**DESCRIPTION OF THE TASK**
Each entry needs to be retyped exactly, with nothing added or dropped.

**DATA SHOWN**
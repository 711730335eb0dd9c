use crate::color::Rgb;
use crate::font::{drawable_chars, TextBounds};
use std::fmt;
use std::path::{Path, PathBuf};
use std::sync::Arc;
use tiny_skia::{FillRule, Paint, PathBuilder, Pixmap, Transform};
use ttf_parser::{Face, GlyphId};

/// Average advance, in ems, used when glyph metrics are unavailable.
const APPROX_ADVANCE_EM: f32 = 0.6;
/// Approximate cap height, in ems, for the same case.
const APPROX_HEIGHT_EM: f32 = 0.7;

/// Raw font file contents, validated to parse as a face.
pub struct FaceData {
    pub path: PathBuf,
    pub data: Vec<u8>,
    pub index: u32,
}

impl FaceData {
    /// Read and validate a font file. Returns `None` if it cannot be read or
    /// is not a usable face.
    pub fn load(path: &Path) -> Option<Self> {
        let data = match std::fs::read(path) {
            Ok(data) => data,
            Err(e) => {
                tracing::debug!(path = %path.display(), error = %e, "Cannot read font file");
                return None;
            }
        };
        match Face::parse(&data, 0) {
            Ok(face) if face.units_per_em() > 0 => {}
            Ok(_) => {
                tracing::debug!(path = %path.display(), "Font has zero units per em");
                return None;
            }
            Err(e) => {
                tracing::debug!(path = %path.display(), error = %e, "Not a usable font file");
                return None;
            }
        }
        Some(Self {
            path: path.to_path_buf(),
            data,
            index: 0,
        })
    }

    fn face(&self) -> Option<Face<'_>> {
        Face::parse(&self.data, self.index).ok()
    }
}

impl fmt::Debug for FaceData {
    fn fmt(&self, f: &mut fmt::Formatter<'_>) -> fmt::Result {
        f.debug_struct("FaceData")
            .field("path", &self.path)
            .field("bytes", &self.data.len())
            .field("index", &self.index)
            .finish()
    }
}

struct PlacedGlyph {
    id: GlyphId,
    pen_x: f32,
}

/// A scalable face at a fixed pixel size.
#[derive(Debug, Clone)]
pub struct OutlineFont {
    face: Arc<FaceData>,
    size: f32,
}

impl OutlineFont {
    pub fn new(face: Arc<FaceData>, size: f32) -> Self {
        Self { face, size }
    }

    pub fn path(&self) -> &Path {
        &self.face.path
    }

    pub fn size(&self) -> f32 {
        self.size
    }

    fn scale(&self, face: &Face<'_>) -> f32 {
        self.size / f32::from(face.units_per_em())
    }

    /// Left-to-right layout with horizontal advances, no kerning.
    fn layout(&self, face: &Face<'_>, text: &str) -> Vec<PlacedGlyph> {
        let scale = self.scale(face);
        let mut pen_x = 0.0;
        let mut glyphs = Vec::with_capacity(text.len());
        for c in drawable_chars(text) {
            let id = face.glyph_index(c).unwrap_or(GlyphId(0));
            glyphs.push(PlacedGlyph { id, pen_x });
            pen_x += f32::from(face.glyph_hor_advance(id).unwrap_or(0)) * scale;
        }
        glyphs
    }

    /// Exact ink box relative to the pen start on the baseline.
    pub fn measure(&self, text: &str) -> TextBounds {
        let Some(face) = self.face.face() else {
            return self.approximate(text);
        };
        let scale = self.scale(&face);

        let mut ink: Option<(f32, f32, f32, f32)> = None;
        for glyph in self.layout(&face, text) {
            let Some(bbox) = face.glyph_bounding_box(glyph.id) else {
                continue;
            };
            let left = glyph.pen_x + f32::from(bbox.x_min) * scale;
            let right = glyph.pen_x + f32::from(bbox.x_max) * scale;
            let top = -f32::from(bbox.y_max) * scale;
            let bottom = -f32::from(bbox.y_min) * scale;
            ink = Some(match ink {
                None => (left, top, right, bottom),
                Some((l, t, r, b)) => (l.min(left), t.min(top), r.max(right), b.max(bottom)),
            });
        }

        match ink {
            Some((left, top, right, bottom)) => TextBounds {
                left,
                top,
                width: right - left,
                height: bottom - top,
                exact: true,
            },
            None => TextBounds::EMPTY,
        }
    }

    fn approximate(&self, text: &str) -> TextBounds {
        let count = drawable_chars(text).count();
        if count == 0 {
            return TextBounds::EMPTY;
        }
        let height = self.size * APPROX_HEIGHT_EM;
        TextBounds {
            left: 0.0,
            top: -height,
            width: count as f32 * self.size * APPROX_ADVANCE_EM,
            height,
            exact: false,
        }
    }

    /// Fill the glyph outlines with the pen starting at `(x, y)` on the baseline.
    pub fn draw(&self, pixmap: &mut Pixmap, text: &str, x: f32, y: f32, color: Rgb) {
        let Some(face) = self.face.face() else {
            tracing::warn!(path = %self.face.path.display(), "Font face no longer parses, text skipped");
            return;
        };
        let scale = self.scale(&face);

        let mut builder = GlyphOutlineBuilder::new(scale, x, y);
        for glyph in self.layout(&face, text) {
            builder.x_offset = x + glyph.pen_x;
            face.outline_glyph(glyph.id, &mut builder);
        }
        let Some(path) = builder.finish() else {
            return;
        };

        let mut paint = Paint::default();
        paint.set_color_rgba8(color.r, color.g, color.b, 255);
        paint.anti_alias = true;
        pixmap.fill_path(&path, &paint, FillRule::Winding, Transform::identity(), None);
    }
}

/// Maps font units (y up) into pixmap space (y down).
struct GlyphOutlineBuilder {
    builder: PathBuilder,
    scale: f32,
    x_offset: f32,
    y_offset: f32,
}

impl GlyphOutlineBuilder {
    fn new(scale: f32, x_offset: f32, y_offset: f32) -> Self {
        Self {
            builder: PathBuilder::new(),
            scale,
            x_offset,
            y_offset,
        }
    }

    #[inline]
    fn tx(&self, x: f32) -> f32 {
        x * self.scale + self.x_offset
    }

    #[inline]
    fn ty(&self, y: f32) -> f32 {
        self.y_offset - y * self.scale
    }

    fn finish(self) -> Option<tiny_skia::Path> {
        self.builder.finish()
    }
}

impl ttf_parser::OutlineBuilder for GlyphOutlineBuilder {
    fn move_to(&mut self, x: f32, y: f32) {
        self.builder.move_to(self.tx(x), self.ty(y));
    }

    fn line_to(&mut self, x: f32, y: f32) {
        self.builder.line_to(self.tx(x), self.ty(y));
    }

    fn quad_to(&mut self, x1: f32, y1: f32, x: f32, y: f32) {
        self.builder
            .quad_to(self.tx(x1), self.ty(y1), self.tx(x), self.ty(y));
    }

    fn curve_to(&mut self, x1: f32, y1: f32, x2: f32, y2: f32, x: f32, y: f32) {
        self.builder.cubic_to(
            self.tx(x1),
            self.ty(y1),
            self.tx(x2),
            self.ty(y2),
            self.tx(x),
            self.ty(y),
        );
    }

    fn close(&mut self) {
        self.builder.close();
    }
}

**ANSWER BOX**
repository 711730335eb0dd9c
use crate::color::Rgb;
use crate::font::{drawable_chars, TextBounds};
use std::fmt;
use std::path::{Path, PathBuf};
use std::sync::Arc;
use tiny_skia::{FillRule, Paint, PathBuilder, Pixmap, Transform};
use ttf_parser::{Face, GlyphId};

/// Average advance, in ems, used when glyph metrics are unavailable.
const APPROX_ADVANCE_EM: f32 = 0.6;
/// Approximate cap height, in ems, for the same case.
const APPROX_HEIGHT_EM: f32 = 0.7;

/// Raw font file contents, validated to parse as a face.
pub struct FaceData {
    pub path: PathBuf,
    pub data: Vec<u8>,
    pub index: u32,
}

impl FaceData {
    /// Read and validate a font file. Returns `None` if it cannot be read or
    /// is not a usable face.
    pub fn load(path: &Path) -> Option<Self> {
        let data = match std::fs::read(path) {
            Ok(data) => data,
            Err(e) => {
                tracing::debug!(path = %path.display(), error = %e, "Cannot read font file");
                return None;
            }
        };
        match Face::parse(&data, 0) {
            Ok(face) if face.units_per_em() > 0 => {}
            Ok(_) => {
                tracing::debug!(path = %path.display(), "Font has zero units per em");
                return None;
            }
            Err(e) => {
                tracing::debug!(path = %path.display(), error = %e, "Not a usable font file");
                return None;
            }
        }
        Some(Self {
            path: path.to_path_buf(),
            data,
            index: 0,
        })
    }

    fn face(&self) -> Option<Face<'_>> {
        Face::parse(&self.data, self.index).ok()
    }
}

impl fmt::Debug for FaceData {
    fn fmt(&self, f: &mut fmt::Formatter<'_>) -> fmt::Result {
        f.debug_struct("FaceData")
            .field("path", &self.path)
            .field("bytes", &self.data.len())
            .field("index", &self.index)
            .finish()
    }
}

struct PlacedGlyph {
    id: GlyphId,
    pen_x: f32,
}

/// A scalable face at a fixed pixel size.
#[derive(Debug, Clone)]
pub struct OutlineFont {
    face: Arc<FaceData>,
    size: f32,
}

impl OutlineFont {
    pub fn new(face: Arc<FaceData>, size: f32) -> Self {
        Self { face, size }
    }

    pub fn path(&self) -> &Path {
        &self.face.path
    }

    pub fn size(&self) -> f32 {
        self.size
    }

    fn scale(&self, face: &Face<'_>) -> f32 {
        self.size / f32::from(face.units_per_em())
    }

    /// Left-to-right layout with horizontal advances, no kerning.
    fn layout(&self, face: &Face<'_>, text: &str) -> Vec<PlacedGlyph> {
        let scale = self.scale(face);
        let mut pen_x = 0.0;
        let mut glyphs = Vec::with_capacity(text.len());
        for c in drawable_chars(text) {
            let id = face.glyph_index(c).unwrap_or(GlyphId(0));
            glyphs.push(PlacedGlyph { id, pen_x });
            pen_x += f32::from(face.glyph_hor_advance(id).unwrap_or(0)) * scale;
        }
        glyphs
    }

    /// Exact ink box relative to the pen start on the baseline.
    pub fn measure(&self, text: &str) -> TextBounds {
        let Some(face) = self.face.face() else {
            return self.approximate(text);
        };
        let scale = self.scale(&face);

        let mut ink: Option<(f32, f32, f32, f32)> = None;
        for glyph in self.layout(&face, text) {
            let Some(bbox) = face.glyph_bounding_box(glyph.id) else {
                continue;
            };
            let left = glyph.pen_x + f32::from(bbox.x_min) * scale;
            let right = glyph.pen_x + f32::from(bbox.x_max) * scale;
            let top = -f32::from(bbox.y_max) * scale;
            let bottom = -f32::from(bbox.y_min) * scale;
            ink = Some(match ink {
                None => (left, top, right, bottom),
                Some((l, t, r, b)) => (l.min(left), t.min(top), r.max(right), b.max(bottom)),
            });
        }

        match ink {
            Some((left, top, right, bottom)) => TextBounds {
                left,
                top,
                width: right - left,
                height: bottom - top,
                exact: true,
            },
            None => TextBounds::EMPTY,
        }
    }

    fn approximate(&self, text: &str) -> TextBounds {
        let count = drawable_chars(text).count();
        if count == 0 {
            return TextBounds::EMPTY;
        }
        let height = self.size * APPROX_HEIGHT_EM;
        TextBounds {
            left: 0.0,
            top: -height,
            width: count as f32 * self.size * APPROX_ADVANCE_EM,
            height,
            exact: false,
        }
    }

    /// Fill the glyph outlines with the pen starting at `(x, y)` on the baseline.
    pub fn draw(&self, pixmap: &mut Pixmap, text: &str, x: f32, y: f32, color: Rgb) {
        let Some(face) = self.face.face() else {
            tracing::warn!(path = %self.face.path.display(), "Font face no longer parses, text skipped");
            return;
        };
        let scale = self.scale(&face);

        let mut builder = GlyphOutlineBuilder::new(scale, x, y);
        for glyph in self.layout(&face, text) {
            builder.x_offset = x + glyph.pen_x;
            face.outline_glyph(glyph.id, &mut builder);
        }
        let Some(path) = builder.finish() else {
            return;
        };

        let mut paint = Paint::default();
        paint.set_color_rgba8(color.r, color.g, color.b, 255);
        paint.anti_alias = true;
        pixmap.fill_path(&path, &paint, FillRule::Winding, Transform::identity(), None);
    }
}

/// Maps font units (y up) into pixmap space (y down).
struct GlyphOutlineBuilder {
    builder: PathBuilder,
    scale: f32,
    x_offset: f32,
    y_offset: f32,
}

impl GlyphOutlineBuilder {
    fn new(scale: f32, x_offset: f32, y_offset: f32) -> Self {
        Self {
            builder: PathBuilder::new(),
            scale,
            x_offset,
            y_offset,
        }
    }

    #[inline]
    fn tx(&self, x: f32) -> f32 {
        x * self.scale + self.x_offset
    }

    #[inline]
    fn ty(&self, y: f32) -> f32 {
        self.y_offset - y * self.scale
    }

    fn finish(self) -> Option<tiny_skia::Path> {
        self.builder.finish()
    }
}

impl ttf_parser::OutlineBuilder for GlyphOutlineBuilder {
    fn move_to(&mut self, x: f32, y: f32) {
        self.builder.move_to(self.tx(x), self.ty(y));
    }

    fn line_to(&mut self, x: f32, y: f32) {
        self.builder.line_to(self.tx(x), self.ty(y));
    }

    fn quad_to(&mut self, x1: f32, y1: f32, x: f32, y: f32) {
        self.builder
            .quad_to(self.tx(x1), self.ty(y1), self.tx(x), self.ty(y));
    }

    fn curve_to(&mut self, x1: f32, y1: f32, x2: f32, y2: f32, x: f32, y: f32) {
        self.builder.cubic_to(
            self.tx(x1),
            self.ty(y1),
            self.tx(x2),
            self.ty(y2),
            self.tx(x),
            self.ty(y),
        );
    }

    fn close(&mut self) {
        self.builder.close();
    }
}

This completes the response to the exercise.